Most homes nowadays don't come with pre-installed network infrastructure, and many homeowners find that installation of wiring and wall plates is economically out of reach - not to mention that all of this typically requires a small equipment room. So, what do you do when you want to install a home control system or stream audio/video across the house?
One of the cornerstones of any home network is a wireless router. The router can be purchased on the cheap and connected to your cable/DSL modem via its WAN port. You now have a WiFi connection to the internet, and if the router is a multi-port variety, you can connect hardware (PCs, control devices, etc) directly to the router in the same room. Many internet users already have this setup, and it's ideal for single PC and laptop users. But what if you need internet/network in another room and the WiFi is out of range? Or you need a hardwired network connection to a device in another room?

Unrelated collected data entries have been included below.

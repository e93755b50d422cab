//! Device location provider interface.
//!
//! A [`LocationProvider`] opens watches on the device's location service. A
//! watch is a cancellable stream of raw fixes or acquisition errors, one per
//! [`WatchRequest`]. The tracking session owns at most one watch at a time and
//! cancels it before opening the next.
//!
//! # Usage
//!
//! ```ignore
//! let provider = ScriptedLocationProvider::new(events);
//! let request = WatchRequest::for_mode(AcquisitionMode::HighAccuracy, &settings);
//! let mut watch = provider.watch(request)?;
//! while let Some(event) = watch.next().await {
//!     // Ok(RawFix) or Err(AcquisitionError)
//! }
//! ```

use std::collections::VecDeque;
use std::sync::Arc;
use std::time::Duration;

use parking_lot::Mutex;
use serde::{Deserialize, Serialize};
use thiserror::Error;
use tokio::sync::mpsc;
use tokio_util::sync::CancellationToken;

use super::sample::{RawFix, SourceTag};

/// Default high-accuracy watch timeout.
pub const DEFAULT_HIGH_ACCURACY_TIMEOUT: Duration = Duration::from_secs(10);

/// Default low-power watch timeout.
pub const DEFAULT_LOW_POWER_TIMEOUT: Duration = Duration::from_secs(5);

/// Default maximum age of a cached fix in low-power mode.
pub const DEFAULT_LOW_POWER_MAXIMUM_AGE: Duration = Duration::from_secs(60);

/// Capacity of the channel behind a [`FixWatch`].
const WATCH_CHANNEL_CAPACITY: usize = 16;

/// Acquisition mode requested from the device.
#[derive(Debug, Clone, Copy, PartialEq, Eq, Serialize, Deserialize)]
#[serde(rename_all = "snake_case")]
pub enum AcquisitionMode {
    /// Satellite fix, high power draw.
    HighAccuracy,
    /// Network fix, cached fixes allowed.
    LowPower,
}

impl AcquisitionMode {
    /// Source tag for samples produced in this mode.
    pub fn source_tag(self) -> SourceTag {
        match self {
            Self::HighAccuracy => SourceTag::Precise,
            Self::LowPower => SourceTag::Coarse,
        }
    }
}

impl std::fmt::Display for AcquisitionMode {
    fn fmt(&self, f: &mut std::fmt::Formatter<'_>) -> std::fmt::Result {
        match self {
            Self::HighAccuracy => write!(f, "high_accuracy"),
            Self::LowPower => write!(f, "low_power"),
        }
    }
}

/// Errors reported by a location watch.
///
/// None of these are fatal; the scheduler falls back to the next mode.
#[derive(Debug, Clone, Copy, PartialEq, Eq, Error, Serialize, Deserialize)]
#[serde(rename_all = "snake_case")]
pub enum AcquisitionError {
    /// The user or platform refused location access.
    #[error("Location permission denied")]
    PermissionDenied,

    /// No fix arrived within the watch timeout.
    #[error("Location request timed out")]
    Timeout,

    /// The platform could not determine a position.
    #[error("Position unavailable")]
    PositionUnavailable,
}

/// Per-mode watch settings.
#[derive(Debug, Clone, PartialEq)]
pub struct WatchSettings {
    pub high_accuracy_timeout: Duration,
    pub low_power_timeout: Duration,
    pub low_power_maximum_age: Duration,
}

impl Default for WatchSettings {
    fn default() -> Self {
        Self {
            high_accuracy_timeout: DEFAULT_HIGH_ACCURACY_TIMEOUT,
            low_power_timeout: DEFAULT_LOW_POWER_TIMEOUT,
            low_power_maximum_age: DEFAULT_LOW_POWER_MAXIMUM_AGE,
        }
    }
}

/// Parameters for opening a watch.
#[derive(Debug, Clone, Copy, PartialEq, Eq)]
pub struct WatchRequest {
    pub mode: AcquisitionMode,
    /// Time allowed between fixes before the watch counts as failed.
    pub timeout: Duration,
    /// Oldest cached fix the device may return. Zero forces a fresh fix.
    pub maximum_age: Duration,
}

impl WatchRequest {
    /// Build the request for a mode from the configured settings.
    pub fn for_mode(mode: AcquisitionMode, settings: &WatchSettings) -> Self {
        match mode {
            AcquisitionMode::HighAccuracy => Self {
                mode,
                timeout: settings.high_accuracy_timeout,
                maximum_age: Duration::ZERO,
            },
            AcquisitionMode::LowPower => Self {
                mode,
                timeout: settings.low_power_timeout,
                maximum_age: settings.low_power_maximum_age,
            },
        }
    }
}

/// Item delivered by a watch.
pub type WatchEvent = Result<RawFix, AcquisitionError>;

/// Receiving end of a location watch.
///
/// Cancelling the watch (explicitly or by dropping it) stops the producer.
pub struct FixWatch {
    receiver: mpsc::Receiver<WatchEvent>,
    cancellation: CancellationToken,
}

impl FixWatch {
    /// Create a connected feed/watch pair.
    pub fn channel() -> (WatchFeed, FixWatch) {
        let (sender, receiver) = mpsc::channel(WATCH_CHANNEL_CAPACITY);
        let cancellation = CancellationToken::new();
        (
            WatchFeed {
                sender,
                cancellation: cancellation.clone(),
            },
            FixWatch {
                receiver,
                cancellation,
            },
        )
    }

    /// Next event, or `None` once the watch is cancelled or the feed closed.
    pub async fn next(&mut self) -> Option<WatchEvent> {
        if self.cancellation.is_cancelled() {
            return None;
        }
        tokio::select! {
            biased;
            _ = self.cancellation.cancelled() => None,
            event = self.receiver.recv() => event,
        }
    }

    /// Cancel the watch. Idempotent.
    pub fn cancel(&self) {
        self.cancellation.cancel();
    }

    pub fn is_cancelled(&self) -> bool {
        self.cancellation.is_cancelled()
    }
}

impl Drop for FixWatch {
    fn drop(&mut self) {
        self.cancellation.cancel();
    }
}

/// Producing end of a location watch, held by provider implementations.
#[derive(Clone)]
pub struct WatchFeed {
    sender: mpsc::Sender<WatchEvent>,
    cancellation: CancellationToken,
}

impl WatchFeed {
    /// Deliver an event. Returns false once the watch is gone.
    pub async fn send(&self, event: WatchEvent) -> bool {
        if self.cancellation.is_cancelled() {
            return false;
        }
        tokio::select! {
            biased;
            _ = self.cancellation.cancelled() => false,
            sent = self.sender.send(event) => sent.is_ok(),
        }
    }

    /// Resolves when the consumer cancels or drops the watch.
    pub async fn cancelled(&self) {
        self.cancellation.cancelled().await
    }

    pub fn is_cancelled(&self) -> bool {
        self.cancellation.is_cancelled() || self.sender.is_closed()
    }
}

/// Source of device location watches.
pub trait LocationProvider: Send + Sync + 'static {
    /// Open a watch. An error here is a failed acquisition attempt.
    fn watch(&self, request: WatchRequest) -> Result<FixWatch, AcquisitionError>;
}

/// One step of a scripted location feed.
#[derive(Debug, Clone, PartialEq, Serialize, Deserialize)]
#[serde(rename_all = "snake_case")]
pub enum ScriptedEvent {
    /// Deliver a fix.
    Fix(RawFix),
    /// Deliver an acquisition error.
    Error(AcquisitionError),
    /// Deliver nothing for this many milliseconds.
    Pause(u64),
}

struct ScriptState {
    events: VecDeque<ScriptedEvent>,
    requests: Vec<WatchRequest>,
}

/// Location provider that replays a prepared list of events.
///
/// Events are shared across watches: a new watch continues where the
/// previous one stopped. Once the script is exhausted, watches stay open
/// and silent, so the consumer's timeout decides what happens next.
#[derive(Clone)]
pub struct ScriptedLocationProvider {
    state: Arc<Mutex<ScriptState>>,
    interval: Duration,
    exhausted: CancellationToken,
}

impl ScriptedLocationProvider {
    /// Replay `events` one second apart.
    pub fn new(events: impl IntoIterator<Item = ScriptedEvent>) -> Self {
        let events: VecDeque<ScriptedEvent> = events.into_iter().collect();
        let exhausted = CancellationToken::new();
        if events.is_empty() {
            exhausted.cancel();
        }
        Self {
            state: Arc::new(Mutex::new(ScriptState {
                events,
                requests: Vec::new(),
            })),
            interval: Duration::from_secs(1),
            exhausted,
        }
    }

    /// Set the delay before each event.
    pub fn with_interval(mut self, interval: Duration) -> Self {
        self.interval = interval;
        self
    }

    /// Parse a JSON array of events.
    pub fn from_json(json: &str) -> Result<Self, serde_json::Error> {
        let events: Vec<ScriptedEvent> = serde_json::from_str(json)?;
        Ok(Self::new(events))
    }

    /// Watch requests received so far, oldest first.
    pub fn requests(&self) -> Vec<WatchRequest> {
        self.state.lock().requests.clone()
    }

    /// Number of events not yet delivered.
    pub fn remaining(&self) -> usize {
        self.state.lock().events.len()
    }

    /// Token cancelled once the last event has been delivered.
    pub fn exhausted(&self) -> CancellationToken {
        self.exhausted.clone()
    }

    fn next_event(&self) -> Option<ScriptedEvent> {
        let mut state = self.state.lock();
        let event = state.events.pop_front();
        if state.events.is_empty() {
            self.exhausted.cancel();
        }
        event
    }

    async fn replay(self, feed: WatchFeed) {
        loop {
            tokio::select! {
                biased;
                _ = feed.cancelled() => return,
                _ = tokio::time::sleep(self.interval) => {}
            }

            // Re-check after the delay: a cancelled watch must not consume
            // an event meant for its successor.
            if feed.is_cancelled() {
                return;
            }

            let Some(event) = self.next_event() else {
                feed.cancelled().await;
                return;
            };

            let delivered = match event {
                ScriptedEvent::Fix(raw) => feed.send(Ok(raw)).await,
                ScriptedEvent::Error(error) => feed.send(Err(error)).await,
                ScriptedEvent::Pause(millis) => {
                    tokio::select! {
                        biased;
                        _ = feed.cancelled() => false,
                        _ = tokio::time::sleep(Duration::from_millis(millis)) => true,
                    }
                }
            };

            if !delivered {
                return;
            }
        }
    }
}

impl LocationProvider for ScriptedLocationProvider {
    fn watch(&self, request: WatchRequest) -> Result<FixWatch, AcquisitionError> {
        self.state.lock().requests.push(request);
        tracing::debug!(mode = %request.mode, "Scripted watch opened");

        let (feed, watch) = FixWatch::channel();
        tokio::spawn(self.clone().replay(feed));
        Ok(watch)
    }
}

#[cfg(test)]
mod tests {
    use super::*;

    #[test]
    fn test_watch_request_for_mode() {
        let settings = WatchSettings::default();

        let high = WatchRequest::for_mode(AcquisitionMode::HighAccuracy, &settings);
        assert_eq!(high.timeout, Duration::from_secs(10));
        assert_eq!(high.maximum_age, Duration::ZERO);

        let low = WatchRequest::for_mode(AcquisitionMode::LowPower, &settings);
        assert_eq!(low.timeout, Duration::from_secs(5));
        assert_eq!(low.maximum_age, Duration::from_secs(60));
    }

    #[test]
    fn test_mode_source_tags() {
        assert_eq!(AcquisitionMode::HighAccuracy.source_tag(), SourceTag::Precise);
        assert_eq!(AcquisitionMode::LowPower.source_tag(), SourceTag::Coarse);
    }

    #[test]
    fn test_scripted_events_from_json() {
        let provider = ScriptedLocationProvider::from_json(
            r#"[
                {"fix": {"longitude": 120.95, "latitude": 14.34, "accuracy": 12.0}},
                {"error": "timeout"},
                {"pause": 500}
            ]"#,
        )
        .unwrap();
        assert_eq!(provider.remaining(), 3);
    }

    #[tokio::test(start_paused = true)]
    async fn test_scripted_watch_replays_in_order() {
        let provider = ScriptedLocationProvider::new(vec![
            ScriptedEvent::Fix(RawFix::new(1.0, 2.0, 5.0)),
            ScriptedEvent::Error(AcquisitionError::PositionUnavailable),
        ]);
        let settings = WatchSettings::default();
        let mut watch = provider
            .watch(WatchRequest::for_mode(AcquisitionMode::HighAccuracy, &settings))
            .unwrap();

        assert_eq!(watch.next().await, Some(Ok(RawFix::new(1.0, 2.0, 5.0))));
        assert_eq!(
            watch.next().await,
            Some(Err(AcquisitionError::PositionUnavailable))
        );
        assert!(provider.exhausted().is_cancelled());
        assert_eq!(provider.requests().len(), 1);
    }

    #[tokio::test(start_paused = true)]
    async fn test_cancelled_watch_yields_none() {
        let provider = ScriptedLocationProvider::new(vec![ScriptedEvent::Fix(RawFix::new(
            1.0, 2.0, 5.0,
        ))]);
        let settings = WatchSettings::default();
        let mut watch = provider
            .watch(WatchRequest::for_mode(AcquisitionMode::LowPower, &settings))
            .unwrap();

        watch.cancel();
        assert!(watch.is_cancelled());
        assert_eq!(watch.next().await, None);

        // The cancelled watch did not consume the event
        tokio::time::sleep(Duration::from_secs(2)).await;
        assert_eq!(provider.remaining(), 1);
    }

    #[tokio::test(start_paused = true)]
    async fn test_next_watch_continues_script() {
        let provider = ScriptedLocationProvider::new(vec![
            ScriptedEvent::Fix(RawFix::new(1.0, 1.0, 5.0)),
            ScriptedEvent::Fix(RawFix::new(2.0, 2.0, 5.0)),
        ]);
        let settings = WatchSettings::default();

        let mut first = provider
            .watch(WatchRequest::for_mode(AcquisitionMode::HighAccuracy, &settings))
            .unwrap();
        assert_eq!(first.next().await, Some(Ok(RawFix::new(1.0, 1.0, 5.0))));
        drop(first);

        let mut second = provider
            .watch(WatchRequest::for_mode(AcquisitionMode::LowPower, &settings))
            .unwrap();
        assert_eq!(second.next().await, Some(Ok(RawFix::new(2.0, 2.0, 5.0))));

        let modes: Vec<_> = provider.requests().iter().map(|r| r.mode).collect();
        assert_eq!(
            modes,
            vec![AcquisitionMode::HighAccuracy, AcquisitionMode::LowPower]
        );
    }

    #[tokio::test(start_paused = true)]
    async fn test_exhausted_watch_stays_silent() {
        let provider = ScriptedLocationProvider::new(Vec::new());
        let settings = WatchSettings::default();
        let mut watch = provider
            .watch(WatchRequest::for_mode(AcquisitionMode::LowPower, &settings))
            .unwrap();

        let result = tokio::time::timeout(Duration::from_secs(30), watch.next()).await;
        assert!(result.is_err(), "exhausted watch should not yield");
    }
}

This is where a wireless repeater comes in handy. The repeater essentially boosts the WiFi signal and provides a connection for another network switch (make sure you check the specs for this feature). You locate the repeater in the desired room, connect to the switch, and you now have a wired network in that room - integrated with your home network. The repeater may also boost your WiFi signal for greater coverage in your home. Ensure that all wireless devices share the same SSID and encryption (WEP works best). Also check manufacturer requirements to confirm that all wireless devices can communicate with each other.
How does this work in the real world? In my home, the DSL enters through the front bedroom. I needed a wired connection for my Blu-Ray player in the living room. I setup a repeater in the entertainment center and configured it to communicate with my home WiFi, connected its network port to a 4-port switch, and connected the switch to the the Blu-Ray.
When I stream in a NetFlix movie, the data travels from the DSL modem to the 4-port wireless switch in the bedroom, over the air to the repeater in the living room, to the 4-port switch in the entertainment center, to the Blu-Ray player, and presto! We have streaming without running new cable in the attic or punching holes in drywall for connection boxes. This strategy should also work for just about any controlled device that requires a wired connection.